=== Provided information ===

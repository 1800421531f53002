use std::ops::Range;

use serde::{Deserialize, Serialize};

use crate::core::entry::Entry;
use crate::core::types::AxisDependency;
use crate::error::{ChartError, ChartResult};

/// How an x-query snaps to an entry when no entry sits exactly on it.
#[derive(Debug, Clone, Copy, PartialEq, Eq, Hash, Serialize, Deserialize, Default)]
pub enum Rounding {
    /// Smallest x that is `>=` the query.
    Up,
    /// Largest x that is `<=` the query.
    Down,
    /// Nearest x; equal distances resolve upward.
    #[default]
    Closest,
}

/// One logical series: entries sorted by ascending x plus per-series options.
#[derive(Debug, Clone, PartialEq, Serialize)]
pub struct DataSet {
    label: String,
    entries: Vec<Entry>,
    axis_dependency: AxisDependency,
    visible: bool,
    highlight_enabled: bool,
    bar_border_width: f64,
    corner_radius: f64,
    min_bar_height: f64,
}

impl DataSet {
    /// Builds a data set, sorting entries by x.
    ///
    /// The sort is stable so entries sharing an x keep their insertion order.
    #[must_use]
    pub fn new(label: impl Into<String>, mut entries: Vec<Entry>) -> Self {
        entries.sort_by(|a, b| a.x().total_cmp(&b.x()));
        Self {
            label: label.into(),
            entries,
            axis_dependency: AxisDependency::Left,
            visible: true,
            highlight_enabled: true,
            bar_border_width: 0.0,
            corner_radius: 0.0,
            min_bar_height: 0.0,
        }
    }

    #[must_use]
    pub fn with_axis_dependency(mut self, axis: AxisDependency) -> Self {
        self.axis_dependency = axis;
        self
    }

    #[must_use]
    pub fn with_visible(mut self, visible: bool) -> Self {
        self.visible = visible;
        self
    }

    #[must_use]
    pub fn with_highlight_enabled(mut self, enabled: bool) -> Self {
        self.highlight_enabled = enabled;
        self
    }

    pub fn with_bar_border_width(mut self, width: f64) -> ChartResult<Self> {
        self.bar_border_width = non_negative(width, "bar border width")?;
        Ok(self)
    }

    pub fn with_corner_radius(mut self, radius: f64) -> ChartResult<Self> {
        self.corner_radius = non_negative(radius, "corner radius")?;
        Ok(self)
    }

    /// Minimum drawn bar height in pixels.
    pub fn with_min_bar_height(mut self, height: f64) -> ChartResult<Self> {
        self.min_bar_height = non_negative(height, "min bar height")?;
        Ok(self)
    }

    #[must_use]
    pub fn label(&self) -> &str {
        &self.label
    }

    #[must_use]
    pub fn entries(&self) -> &[Entry] {
        &self.entries
    }

    pub(crate) fn entries_mut(&mut self) -> &mut [Entry] {
        &mut self.entries
    }

    #[must_use]
    pub fn entry(&self, index: usize) -> Option<&Entry> {
        self.entries.get(index)
    }

    #[must_use]
    pub fn entry_count(&self) -> usize {
        self.entries.len()
    }

    #[must_use]
    pub fn is_empty(&self) -> bool {
        self.entries.is_empty()
    }

    #[must_use]
    pub fn axis_dependency(&self) -> AxisDependency {
        self.axis_dependency
    }

    #[must_use]
    pub fn is_visible(&self) -> bool {
        self.visible
    }

    pub fn set_visible(&mut self, visible: bool) {
        self.visible = visible;
    }

    #[must_use]
    pub fn is_highlight_enabled(&self) -> bool {
        self.highlight_enabled
    }

    pub fn set_highlight_enabled(&mut self, enabled: bool) {
        self.highlight_enabled = enabled;
    }

    #[must_use]
    pub fn bar_border_width(&self) -> f64 {
        self.bar_border_width
    }

    #[must_use]
    pub fn corner_radius(&self) -> f64 {
        self.corner_radius
    }

    #[must_use]
    pub fn min_bar_height(&self) -> f64 {
        self.min_bar_height
    }

    #[must_use]
    pub fn is_stacked(&self) -> bool {
        self.entries.iter().any(Entry::is_stacked)
    }

    /// Maximum stack depth over all entries; individual entries may have fewer
    /// slices.
    #[must_use]
    pub fn stack_size(&self) -> usize {
        self.entries
            .iter()
            .map(Entry::stack_depth)
            .max()
            .unwrap_or(1)
    }

    #[must_use]
    pub fn x_min(&self) -> Option<f64> {
        self.entries.first().map(Entry::x)
    }

    #[must_use]
    pub fn x_max(&self) -> Option<f64> {
        self.entries.last().map(Entry::x)
    }

    /// Lowest drawn y; stacked entries contribute their negative sum.
    #[must_use]
    pub fn y_min(&self) -> Option<f64> {
        self.entries
            .iter()
            .map(|entry| entry.value_extent().0)
            .reduce(f64::min)
    }

    #[must_use]
    pub fn y_max(&self) -> Option<f64> {
        self.entries
            .iter()
            .map(|entry| entry.value_extent().1)
            .reduce(f64::max)
    }

    /// Index range of entries whose x equals `x` exactly.
    #[must_use]
    pub fn index_range_for_x(&self, x: f64) -> Range<usize> {
        let start = self.entries.partition_point(|entry| entry.x() < x);
        let end = self.entries.partition_point(|entry| entry.x() <= x);
        start..end.max(start)
    }

    #[must_use]
    pub fn entries_for_x(&self, x: f64) -> &[Entry] {
        &self.entries[self.index_range_for_x(x)]
    }

    #[must_use]
    pub fn contains_x(&self, x: f64) -> bool {
        !self.index_range_for_x(x).is_empty()
    }

    /// Finds the entry index for an x-query.
    ///
    /// When several entries share the matched x, `closest_to_y` picks the one
    /// with the nearest y (later entries win ties); otherwise the first of them
    /// is returned.
    #[must_use]
    pub fn entry_index_for_x(
        &self,
        x: f64,
        closest_to_y: Option<f64>,
        rounding: Rounding,
    ) -> Option<usize> {
        if self.entries.is_empty() || !x.is_finite() {
            return None;
        }

        let below = self.entries.partition_point(|entry| entry.x() <= x);
        let above = self.entries.partition_point(|entry| entry.x() < x);
        let down = below.checked_sub(1);
        let up = (above < self.entries.len()).then_some(above);

        let matched = match rounding {
            Rounding::Down => down?,
            Rounding::Up => up?,
            Rounding::Closest => match (down, up) {
                (Some(d), Some(u)) => {
                    let dist_down = x - self.entries[d].x();
                    let dist_up = self.entries[u].x() - x;
                    if dist_down < dist_up { d } else { u }
                }
                (Some(d), None) => d,
                (None, Some(u)) => u,
                (None, None) => return None,
            },
        };

        let group = self.index_range_for_x(self.entries[matched].x());
        match closest_to_y {
            Some(target) if target.is_finite() => {
                let mut best = group.start;
                for index in group {
                    let distance = (self.entries[index].y() - target).abs();
                    if distance <= (self.entries[best].y() - target).abs() {
                        best = index;
                    }
                }
                Some(best)
            }
            _ => Some(group.start),
        }
    }

    #[must_use]
    pub fn entry_for_x(
        &self,
        x: f64,
        closest_to_y: Option<f64>,
        rounding: Rounding,
    ) -> Option<&Entry> {
        self.entry_index_for_x(x, closest_to_y, rounding)
            .and_then(|index| self.entries.get(index))
    }
}

fn non_negative(value: f64, name: &str) -> ChartResult<f64> {
    if !value.is_finite() || value < 0.0 {
        return Err(ChartError::InvalidData(format!(
            "{name} must be finite and >= 0"
        )));
    }
    Ok(value)
}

===

# Instructions to follow
With the string "matched" as the key, filter the data above and show the lines that match.

# Solution to the exercise
    /// When several entries share the matched x, `closest_to_y` picks the one
        let matched = match rounding {
        let group = self.index_range_for_x(self.entries[matched].x());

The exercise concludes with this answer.